How to tell if you are experiencing anxiety or depression. Common symptoms include all the above and more:
- Imagining worst-case scenarios to the extent that they seem inevitable
- Fretting about things that you cannot control, improve, or change
- Expecting the worst
- Being uncomfortable around people due to the fear of doing or saying the wrong thing
- Feeling like you have nothing of value to say and that you will appear stupid
- Finding yourself avoiding situations that used to be comfortable
- Frequently or always feeling sad
- Trouble sleeping
- Changes in appetite — with associated weight gain or loss
- Poor concentration
- Lack of interest and low level of motivation
How to cope with ruminating:
If you find yourself in ruminating mode, develop your ability to redirect your thoughts by using some of these techniques:
- Be mindful of the quality of your thoughts as ruminating can sneak up on you.
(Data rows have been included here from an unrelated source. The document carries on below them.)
//! App actor - message loop processing UI events and network responses

use tokio::sync::mpsc;

use crate::app::state::AppState;
use crate::messages::{NetworkCommand, NetworkResponse, RenderState, UiEvent};

/// App actor that processes UI events and network responses
pub struct AppActor {
    state: AppState,
    network_tx: mpsc::UnboundedSender<NetworkCommand>,
    render_tx: mpsc::UnboundedSender<RenderState>,
}

impl AppActor {
    pub fn new(
        state: AppState,
        network_tx: mpsc::UnboundedSender<NetworkCommand>,
        render_tx: mpsc::UnboundedSender<RenderState>,
    ) -> Self {
        AppActor {
            state,
            network_tx,
            render_tx,
        }
    }

    /// Run the actor message loop
    pub async fn run(
        mut self,
        mut ui_rx: mpsc::UnboundedReceiver<UiEvent>,
        mut net_rx: mpsc::UnboundedReceiver<NetworkResponse>,
    ) {
        let startup = self.state.startup_commands();
        self.send(startup);
        let _ = self.render_tx.send(self.state.to_render_state());

        loop {
            tokio::select! {
                Some(event) = ui_rx.recv() => {
                    if self.handle_ui_event(event) {
                        // Quit signal received
                        let _ = self.network_tx.send(NetworkCommand::Shutdown);
                        break;
                    }
                    let _ = self.render_tx.send(self.state.to_render_state());
                }
                Some(response) = net_rx.recv() => {
                    let follow_up = self.state.handle_response(response);
                    self.send(follow_up);
                    let _ = self.render_tx.send(self.state.to_render_state());
                }
                else => break,
            }
        }
    }

    fn send(&self, cmds: impl IntoIterator<Item = NetworkCommand>) {
        for cmd in cmds {
            if self.network_tx.send(cmd).is_err() {
                tracing::warn!("Network actor is gone, command dropped");
            }
        }
    }

    /// Handle a UI event, returns true if quit was requested
    fn handle_ui_event(&mut self, event: UiEvent) -> bool {
        match event {
            // Tab navigation
            UiEvent::SwitchTab(tab) => {
                let cmds = self.state.switch_tab(tab);
                self.send(cmds);
            }
            UiEvent::GoBack => {
                let cmds = self.state.go_back();
                self.send(cmds);
            }

            // Form fields
            UiEvent::NextField => self.state.next_field(),
            UiEvent::PrevField => self.state.prev_field(),
            UiEvent::StartEditing => self.state.start_editing(),
            UiEvent::StopEditing => self.state.stop_editing(),
            UiEvent::CharInput(c) => self.state.enter_char(c),
            UiEvent::Backspace => self.state.delete_char(),
            UiEvent::CursorLeft => self.state.move_cursor_left(),
            UiEvent::CursorRight => self.state.move_cursor_right(),
            UiEvent::Submit => {
                let cmd = self.state.submit();
                self.send(cmd);
            }

            // Auth
            UiEvent::OpenSignUp => self.state.open_sign_up(),
            UiEvent::SignOut => {
                let cmds = self.state.sign_out();
                self.send(cmds);
            }

            // Home
            UiEvent::PrevGroup => {
                let cmd = self.state.prev_group();
                self.send(cmd);
            }
            UiEvent::NextGroup => {
                let cmd = self.state.next_group();
                self.send(cmd);
            }
            UiEvent::PrevExercise => self.state.prev_exercise(),
            UiEvent::NextExercise => self.state.next_exercise(),
            UiEvent::OpenExercise => {
                let cmds = self.state.open_exercise();
                self.send(cmds);
            }
            UiEvent::Reload => {
                let cmds = self.state.reload();
                self.send(cmds);
            }

            // Exercise detail
            UiEvent::MarkCompleted => {
                let cmd = self.state.mark_completed();
                self.send(cmd);
            }

            // History
            UiEvent::ScrollUp => self.state.scroll_up(),
            UiEvent::ScrollDown => self.state.scroll_down(),

            // Avatar
            UiEvent::OpenAvatarInput => self.state.open_avatar_input(),
            UiEvent::AvatarPathChar(c) => self.state.avatar_path_char(c),
            UiEvent::AvatarPathBackspace => self.state.avatar_path_backspace(),
            UiEvent::UploadAvatar => {
                let cmd = self.state.upload_avatar();
                self.send(cmd);
            }
            UiEvent::CancelAvatarInput => self.state.cancel_avatar_input(),

            // Popups
            UiEvent::ToggleHelp => self.state.toggle_help(),
            UiEvent::CloseHelp => self.state.close_help(),

            // System
            UiEvent::Quit => return true,
        }

        false
    }
}
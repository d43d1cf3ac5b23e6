/// Cell represents the fundamental unit of the automaton.
/// Each cell can be either Dead or Alive.
///
/// The discriminants are fixed at 0 and 1 and the enum is a single byte,
/// so a `[Cell]` has exactly the layout of a `[u8]` holding only 0s and 1s.
#[derive(Clone, Copy, PartialEq, Eq, Hash, Debug, Default)]
#[repr(u8)]
pub enum Cell {
    #[default]
    Dead = 0,
    Alive = 1,
}

impl Cell {
    /// Check if the cell is currently alive
    pub const fn is_alive(self) -> bool {
        matches!(self, Cell::Alive)
    }

    pub const fn toggle(self) -> Self {
        match self {
            Cell::Alive => Cell::Dead,
            Cell::Dead => Cell::Alive,
        }
    }

    /// Byte value as it appears in the raw view
    pub const fn as_byte(self) -> u8 {
        self as u8
    }

    /// Pure function to compute the next state based on Conway's rules:
    /// 1. Live cell with 2-3 neighbors survives
    /// 2. Dead cell with exactly 3 neighbors becomes alive
    /// 3. All other cases result in death
    pub const fn evolve(self, neighbors: u8) -> Self {
        match (self, neighbors) {
            (Cell::Alive, 2 | 3) => Cell::Alive,
            (Cell::Dead, 3) => Cell::Alive,
            _ => Cell::Dead,
        }
    }
}

impl From<bool> for Cell {
    fn from(alive: bool) -> Self {
        if alive { Cell::Alive } else { Cell::Dead }
    }
}

impl From<Cell> for u8 {
    fn from(cell: Cell) -> Self {
        cell.as_byte()
    }
}

#[cfg(test)]
mod tests {
    use super::*;

    #[test]
    fn test_underpopulation() {
        assert_eq!(Cell::Alive.evolve(0), Cell::Dead);
        assert_eq!(Cell::Alive.evolve(1), Cell::Dead);
    }

    #[test]
    fn test_survival() {
        assert_eq!(Cell::Alive.evolve(2), Cell::Alive);
        assert_eq!(Cell::Alive.evolve(3), Cell::Alive);
    }

    #[test]
    fn test_overpopulation() {
        assert_eq!(Cell::Alive.evolve(4), Cell::Dead);
        assert_eq!(Cell::Alive.evolve(8), Cell::Dead);
    }

    #[test]
    fn test_reproduction() {
        assert_eq!(Cell::Dead.evolve(3), Cell::Alive);
        assert_eq!(Cell::Dead.evolve(2), Cell::Dead);
        assert_eq!(Cell::Dead.evolve(4), Cell::Dead);
    }

    #[test]
    fn test_byte_layout() {
        assert_eq!(std::mem::size_of::<Cell>(), 1);
        assert_eq!(Cell::Dead.as_byte(), 0);
        assert_eq!(Cell::Alive.as_byte(), 1);
        assert_eq!(Cell::default(), Cell::Dead);
    }

    #[test]
    fn test_from_bool_and_toggle() {
        assert_eq!(Cell::from(true), Cell::Alive);
        assert_eq!(Cell::from(false), Cell::Dead);
        assert_eq!(Cell::Alive.toggle(), Cell::Dead);
        assert_eq!(Cell::Dead.toggle(), Cell::Alive);
    }
}
//! Step throughput benchmark across grid sizes

use std::time::Instant;

use life_engine::Engine;
use life_engine::domain::presets;
use rand::SeedableRng;
use rand::rngs::StdRng;
use tracing::info;
use tracing_subscriber::EnvFilter;

fn random_engine(size: usize) -> life_engine::Result<Engine> {
    let mut engine = Engine::new(size, size)?;
    engine.randomize(&mut StdRng::seed_from_u64(size as u64), 0.25);
    Ok(engine)
}

fn benchmark_step(size: usize, iterations: u32) -> life_engine::Result<f64> {
    let mut engine = random_engine(size)?;

    let start = Instant::now();
    for _ in 0..iterations {
        engine.step();
    }
    Ok(start.elapsed().as_secs_f64() * 1000.0 / iterations as f64)
}

#[cfg(feature = "parallel")]
fn benchmark_step_parallel(size: usize, iterations: u32) -> life_engine::Result<f64> {
    let mut engine = random_engine(size)?;

    let start = Instant::now();
    for _ in 0..iterations {
        engine.step_parallel();
    }
    Ok(start.elapsed().as_secs_f64() * 1000.0 / iterations as f64)
}

#[cfg(not(feature = "parallel"))]
fn benchmark_step_parallel(_size: usize, _iterations: u32) -> life_engine::Result<f64> {
    Ok(0.0)
}

fn benchmark_render(size: usize, iterations: u32) -> life_engine::Result<f64> {
    let engine = random_engine(size)?;

    let start = Instant::now();
    let mut bytes = 0;
    for _ in 0..iterations {
        bytes += engine.render().len();
    }
    let elapsed = start.elapsed().as_secs_f64() * 1000.0 / iterations as f64;
    info!(size, bytes, "render finished");
    Ok(elapsed)
}

fn main() -> life_engine::Result<()> {
    tracing_subscriber::fmt()
        .with_env_filter(EnvFilter::from_default_env())
        .init();

    println!("=== Life Engine Step Benchmark ===\n");

    let sizes = [100, 500, 1000, 2000, 5000];
    let iterations = 20;

    println!(
        "{:>10} {:>12} {:>12} {:>14} {:>12}",
        "Size", "Step", "Step+Par", "Mcells/sec", "Render"
    );
    println!("{:-<66}", "");

    for size in sizes {
        let step_ms = benchmark_step(size, iterations)?;
        let par_ms = benchmark_step_parallel(size, iterations)?;
        let render_ms = benchmark_render(size, iterations.min(5))?;
        let cells = (size * size) as f64;

        let par_str = if par_ms > 0.0 {
            format!("{:>12.2}", par_ms)
        } else {
            format!("{:>12}", "-")
        };

        println!(
            "{:>10} {:>12.2} {} {:>14.1} {:>12.2}",
            format!("{}x{}", size, size),
            step_ms,
            par_str,
            cells / (step_ms / 1000.0) / 1_000_000.0,
            render_ms
        );
    }

    println!("\n=== Gosper Glider Gun, 1000 generations on 200x200 ===\n");

    let mut engine = Engine::new(200, 200)?;
    engine.seed(&presets::GLIDER_GUN.pattern()?, 10, 10);
    let start = Instant::now();
    engine.advance(1000);
    println!(
        "{:.2} ms total, population {}",
        start.elapsed().as_secs_f64() * 1000.0,
        engine.population()
    );

    Ok(())
}
use thiserror::Error;

use crate::domain::{DecodeError, GridError};

/// Errors surfaced by the engine's fallible operations: construction,
/// resizing and decoding. Stepping, seeding and the export views are total.
#[derive(Debug, Clone, PartialEq, Eq, Error)]
pub enum Error {
    #[error(transparent)]
    Grid(#[from] GridError),
    #[error(transparent)]
    Decode(#[from] DecodeError),
}

pub type Result<T, E = Error> = std::result::Result<T, E>;
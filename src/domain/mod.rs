mod cell;
mod grid;
mod rules;
mod patterns;
pub mod rle;

pub use cell::Cell;
pub use grid::{Grid, GridError};
pub use rules::{
    ConwayRule, DayAndNightRule, HighLifeRule, LifeLikeRule, NeighborMask, Rule, RuleParseError,
    RuleTable, SeedsRule, all_rules, default_rule,
};
pub use patterns::{Pattern, Run, Stamp, presets};
pub use rle::{DecodeError, MalformedReason, RleDocument, decode, parse_document};
use super::Cell;

/// One decoded instruction: write `state` at (`row`, `col`) relative to the
/// seeding anchor.
#[derive(Clone, Copy, Debug, PartialEq, Eq)]
pub struct Stamp {
    pub row: usize,
    pub col: usize,
    pub state: Cell,
}

/// A horizontal run of identical stamps starting at (`row`, `col`).
#[derive(Clone, Copy, Debug, PartialEq, Eq)]
pub struct Run {
    pub row: usize,
    pub col: usize,
    pub len: usize,
    pub state: Cell,
}

impl Run {
    /// Expand the run into its stamps, left to right
    pub fn stamps(self) -> impl Iterator<Item = Stamp> {
        (0..self.len).map(move |i| Stamp {
            row: self.row,
            col: self.col + i,
            state: self.state,
        })
    }
}

/// Decoded pattern: ordered runs of Dead and Alive stamps relative to a
/// top-left anchor. Cells not covered by any run are left untouched when
/// the pattern is seeded.
#[derive(Clone, Debug, Default, PartialEq, Eq)]
pub struct Pattern {
    runs: Vec<Run>,
    width: usize,
    height: usize,
}

impl Pattern {
    /// Pattern with no stamps
    pub fn empty() -> Self {
        Self::default()
    }

    /// Append a run; the bounding box grows to contain it.
    /// Zero-length runs are dropped.
    pub(crate) fn push_run(&mut self, run: Run) {
        if run.len == 0 {
            return;
        }
        self.width = self.width.max(run.col.saturating_add(run.len));
        self.height = self.height.max(run.row.saturating_add(1));
        self.runs.push(run);
    }

    pub fn runs(&self) -> &[Run] {
        &self.runs
    }

    /// Every stamp in application order
    pub fn stamps(&self) -> impl Iterator<Item = Stamp> + '_ {
        self.runs.iter().flat_map(|run| run.stamps())
    }

    /// Columns spanned by the runs
    pub fn width(&self) -> usize {
        self.width
    }

    /// Rows spanned by the runs
    pub fn height(&self) -> usize {
        self.height
    }

    /// Total number of stamps (saturating)
    pub fn len(&self) -> usize {
        self.runs.iter().fold(0usize, |acc, run| acc.saturating_add(run.len))
    }

    pub fn is_empty(&self) -> bool {
        self.runs.is_empty()
    }

    /// Number of Alive stamps (saturating)
    pub fn alive_count(&self) -> usize {
        self.runs
            .iter()
            .filter(|run| run.state.is_alive())
            .fold(0usize, |acc, run| acc.saturating_add(run.len))
    }
}

/// Classic Game of Life patterns library, stored as RLE
pub mod presets {
    use crate::domain::rle::{DecodeError, decode};

    use super::Pattern;

    /// A named pattern that can be decoded and seeded
    #[derive(Clone, Copy, Debug, PartialEq, Eq)]
    pub struct Preset {
        pub name: &'static str,
        pub description: &'static str,
        pub rle: &'static str,
    }

    impl Preset {
        pub fn pattern(&self) -> Result<Pattern, DecodeError> {
            decode(self.rle)
        }
    }

    /// Glider - simplest spaceship, moves diagonally
    pub const GLIDER: Preset = Preset {
        name: "Glider",
        description: "Moves diagonally (period 4)",
        rle: "bo$2bo$3o!",
    };

    /// Blinker - period 2 oscillator
    pub const BLINKER: Preset = Preset {
        name: "Blinker",
        description: "Oscillator (period 2)",
        rle: "3o!",
    };

    pub const TOAD: Preset = Preset {
        name: "Toad",
        description: "Oscillator (period 2)",
        rle: "b3o$3o!",
    };

    pub const BEACON: Preset = Preset {
        name: "Beacon",
        description: "Oscillator (period 2)",
        rle: "2o$o$3bo$2b2o!",
    };

    pub const PULSAR: Preset = Preset {
        name: "Pulsar",
        description: "Oscillator (period 3)",
        rle: "2b3o3b3o2$o4bobo4bo$o4bobo4bo$o4bobo4bo$2b3o3b3o2$2b3o3b3o$\
              o4bobo4bo$o4bobo4bo$o4bobo4bo2$2b3o3b3o!",
    };

    /// Lightweight Spaceship (LWSS)
    pub const LWSS: Preset = Preset {
        name: "LWSS",
        description: "Lightweight Spaceship (period 4)",
        rle: "bo2bo$o$o3bo$4o!",
    };

    /// Gosper Glider Gun - produces gliders indefinitely
    pub const GLIDER_GUN: Preset = Preset {
        name: "Gosper Glider Gun",
        description: "Produces gliders (period 30)",
        rle: "24bo$22bobo$12b2o6b2o12b2o$11bo3bo4b2o12b2o$2o8bo5bo3b2o$\
              2o8bo3bob2o4bobo$10bo5bo7bo$11bo3bo$12b2o!",
    };

    /// R-pentomino - classic methuselah (stabilizes after 1103 generations)
    pub const R_PENTOMINO: Preset = Preset {
        name: "R-pentomino",
        description: "Methuselah - stabilizes at gen 1103",
        rle: "b2o$2o$bo!",
    };

    pub const ACORN: Preset = Preset {
        name: "Acorn",
        description: "Methuselah - stabilizes at gen 5206",
        rle: "bo$3bo$2o2b3o!",
    };

    /// Block - simple still life
    pub const BLOCK: Preset = Preset {
        name: "Block",
        description: "Still life",
        rle: "2o$2o!",
    };

    /// Get all available patterns
    pub fn all_presets() -> Vec<Preset> {
        vec![
            GLIDER,
            BLINKER,
            TOAD,
            BEACON,
            PULSAR,
            LWSS,
            GLIDER_GUN,
            R_PENTOMINO,
            ACORN,
            BLOCK,
        ]
    }

    /// Look a preset up by name, ignoring ASCII case
    pub fn find(name: &str) -> Option<Preset> {
        all_presets()
            .into_iter()
            .find(|preset| preset.name.eq_ignore_ascii_case(name))
    }
}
If you find yourself dwelling on something you cannot change, or are worrying about “what ifs”, you can stop this thought pattern by turning your thoughts to something else. Free your mind and focus your thoughts on something pleasant such as your last vacation or a special time with a loved one. This thought swapping takes practice, but eventually, it can come easily.
- Exercise, dance, sing, reach out to a friend, or watch a comedy show to redirect your thoughts.
- If you are stuck over thinking a decision you must make, remind yourself that not all decisions are critical. Know what matters to you and decide how much time and analysis this particular choice warrants. Important decisions may seem overwhelming for an anxious person. Set yourself a deadline to make the decision, then make it, and let go.
- If you are ruminating at bedtime, jot your thoughts down on paper. Once on paper, they can more easily be out of your head.
- Consider activities that help with relaxation such as meditation, yoga, deep breathing, and listening to music. They can be very effective in calming the ruminating mind.
Left unaddressed, ruminating can be incapacitating. It can impact your mental and physical health, happiness, and your ability to be fully present in your relationships and at work.